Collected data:

#####

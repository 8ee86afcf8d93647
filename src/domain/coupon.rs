//! Coupon codes redeemed at checkout.

use chrono::{DateTime, Utc};
use rust_decimal::Decimal;
use serde::{Deserialize, Serialize};
use thiserror::Error;

use crate::domain::value_objects::Money;

#[derive(Clone, Copy, Debug, PartialEq, Eq, Serialize, Deserialize)]
#[serde(tag = "type", content = "value", rename_all = "snake_case")]
pub enum CouponKind {
    Fixed(Money),
    /// Whole percent of the subtotal, 1..=100.
    Percentage(u32),
}

#[derive(Clone, Debug, PartialEq, Serialize, Deserialize)]
pub struct Coupon {
    pub code: String,
    pub kind: CouponKind,
    pub min_order: Money,
    pub max_discount: Option<Money>,
    pub active: bool,
    pub expires_at: Option<DateTime<Utc>>,
    pub created_at: DateTime<Utc>,
}

#[derive(Debug, Clone, PartialEq, Eq, Error)]
pub enum CouponError {
    #[error("coupon code is required")]
    EmptyCode,
    #[error("coupon value must be positive")]
    InvalidValue,
    #[error("percentage must be between 1 and 100")]
    InvalidPercentage,
    #[error("coupon {0} is not active")]
    Inactive(String),
    #[error("coupon {0} has expired")]
    Expired(String),
    #[error("coupon requires a minimum order of {0}")]
    BelowMinimum(Money),
    #[error("unknown coupon {0}")]
    Unknown(String),
}

/// Codes are matched case-insensitively and stored upper-case.
pub fn normalize_code(code: &str) -> String { code.trim().to_uppercase() }

impl Coupon {
    pub fn new(code: &str, kind: CouponKind, min_order: Money) -> Result<Self, CouponError> {
        let code = normalize_code(code);
        if code.is_empty() { return Err(CouponError::EmptyCode); }
        if min_order.is_negative() || min_order.bounded().is_err() { return Err(CouponError::InvalidValue); }
        match kind {
            CouponKind::Fixed(amount) if !is_positive_amount(amount) => return Err(CouponError::InvalidValue),
            CouponKind::Percentage(p) if p == 0 || p > 100 => return Err(CouponError::InvalidPercentage),
            _ => {}
        }
        Ok(Self { code, kind, min_order, max_discount: None, active: true, expires_at: None, created_at: Utc::now() })
    }

    /// Caps the discount. The cap must be a positive amount.
    pub fn with_max_discount(mut self, cap: Money) -> Result<Self, CouponError> {
        if !is_positive_amount(cap) { return Err(CouponError::InvalidValue); }
        self.max_discount = Some(cap);
        Ok(self)
    }

    pub fn expiring_at(mut self, at: DateTime<Utc>) -> Self { self.expires_at = Some(at); self }

    /// Flat discount for `subtotal`, capped at the subtotal itself. The result
    /// is frozen on the order; later item edits do not re-evaluate it.
    pub fn discount_for(&self, subtotal: Money, now: DateTime<Utc>) -> Result<Money, CouponError> {
        if !self.active { return Err(CouponError::Inactive(self.code.clone())); }
        if self.expires_at.is_some_and(|at| at <= now) { return Err(CouponError::Expired(self.code.clone())); }
        if subtotal < self.min_order { return Err(CouponError::BelowMinimum(self.min_order)); }

        let raw = match self.kind {
            CouponKind::Fixed(amount) => amount,
            CouponKind::Percentage(p) => subtotal.scale(Decimal::new(p as i64, 2)),
        };
        let capped = match self.max_discount {
            Some(cap) if raw > cap => cap,
            _ => raw,
        };
        Ok(if capped > subtotal { subtotal } else { capped })
    }
}

fn is_positive_amount(amount: Money) -> bool {
    !amount.is_zero() && !amount.is_negative() && amount.bounded().is_ok()
}

#[cfg(test)]
mod tests {
    use super::*;
    use chrono::Duration;

    #[test]
    fn test_fixed_coupon() {
        let c = Coupon::new(" save150 ", CouponKind::Fixed(Money::from_major(150)), Money::from_major(500)).unwrap();
        assert_eq!(c.code, "SAVE150");
        assert_eq!(c.discount_for(Money::from_major(1200), Utc::now()).unwrap(), Money::from_major(150));
        assert_eq!(c.discount_for(Money::from_major(499), Utc::now()), Err(CouponError::BelowMinimum(Money::from_major(500))));
    }

    #[test]
    fn test_percentage_coupon_with_cap() {
        let c = Coupon::new("TEN", CouponKind::Percentage(10), Money::zero()).unwrap().with_max_discount(Money::from_major(100)).unwrap();
        assert_eq!(c.discount_for(Money::from_major(500), Utc::now()).unwrap(), Money::from_major(50));
        assert_eq!(c.discount_for(Money::from_major(5000), Utc::now()).unwrap(), Money::from_major(100));
    }

    #[test]
    fn test_discount_never_exceeds_subtotal() {
        let c = Coupon::new("BIG", CouponKind::Fixed(Money::from_major(500)), Money::zero()).unwrap();
        assert_eq!(c.discount_for(Money::from_major(120), Utc::now()).unwrap(), Money::from_major(120));
    }

    #[test]
    fn test_inactive_and_expired() {
        let now = Utc::now();
        let mut c = Coupon::new("OLD", CouponKind::Percentage(5), Money::zero()).unwrap().expiring_at(now - Duration::hours(1));
        assert_eq!(c.discount_for(Money::from_major(100), now), Err(CouponError::Expired("OLD".into())));
        c.active = false;
        assert_eq!(c.discount_for(Money::from_major(100), now), Err(CouponError::Inactive("OLD".into())));
    }

    #[test]
    fn test_rejects_bad_values() {
        assert_eq!(Coupon::new("", CouponKind::Percentage(5), Money::zero()).unwrap_err(), CouponError::EmptyCode);
        assert_eq!(Coupon::new("X", CouponKind::Percentage(101), Money::zero()).unwrap_err(), CouponError::InvalidPercentage);
        assert_eq!(Coupon::new("X", CouponKind::Fixed(Money::zero()), Money::zero()).unwrap_err(), CouponError::InvalidValue);
        assert_eq!(Coupon::new("X", CouponKind::Percentage(5), Money::from_major(-1)).unwrap_err(), CouponError::InvalidValue);
    }

    #[test]
    fn test_cap_must_be_positive() {
        let c = Coupon::new("TEN", CouponKind::Percentage(10), Money::zero()).unwrap();
        assert_eq!(c.clone().with_max_discount(Money::from_major(-500)).unwrap_err(), CouponError::InvalidValue);
        assert_eq!(c.clone().with_max_discount(Money::zero()).unwrap_err(), CouponError::InvalidValue);
        assert_eq!(c.with_max_discount(Money::from_major(50)).unwrap().max_discount, Some(Money::from_major(50)));
    }
}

#####

■ **TASK DETAILS**
Return every line from the entries above that includes the word "BelowMinimum".

■ **RESPONSE TO THIS EXERCISE**
    BelowMinimum(Money),
        if subtotal < self.min_order { return Err(CouponError::BelowMinimum(self.min_order)); }
        assert_eq!(c.discount_for(Money::from_major(499), Utc::now()), Err(CouponError::BelowMinimum(Money::from_major(500))));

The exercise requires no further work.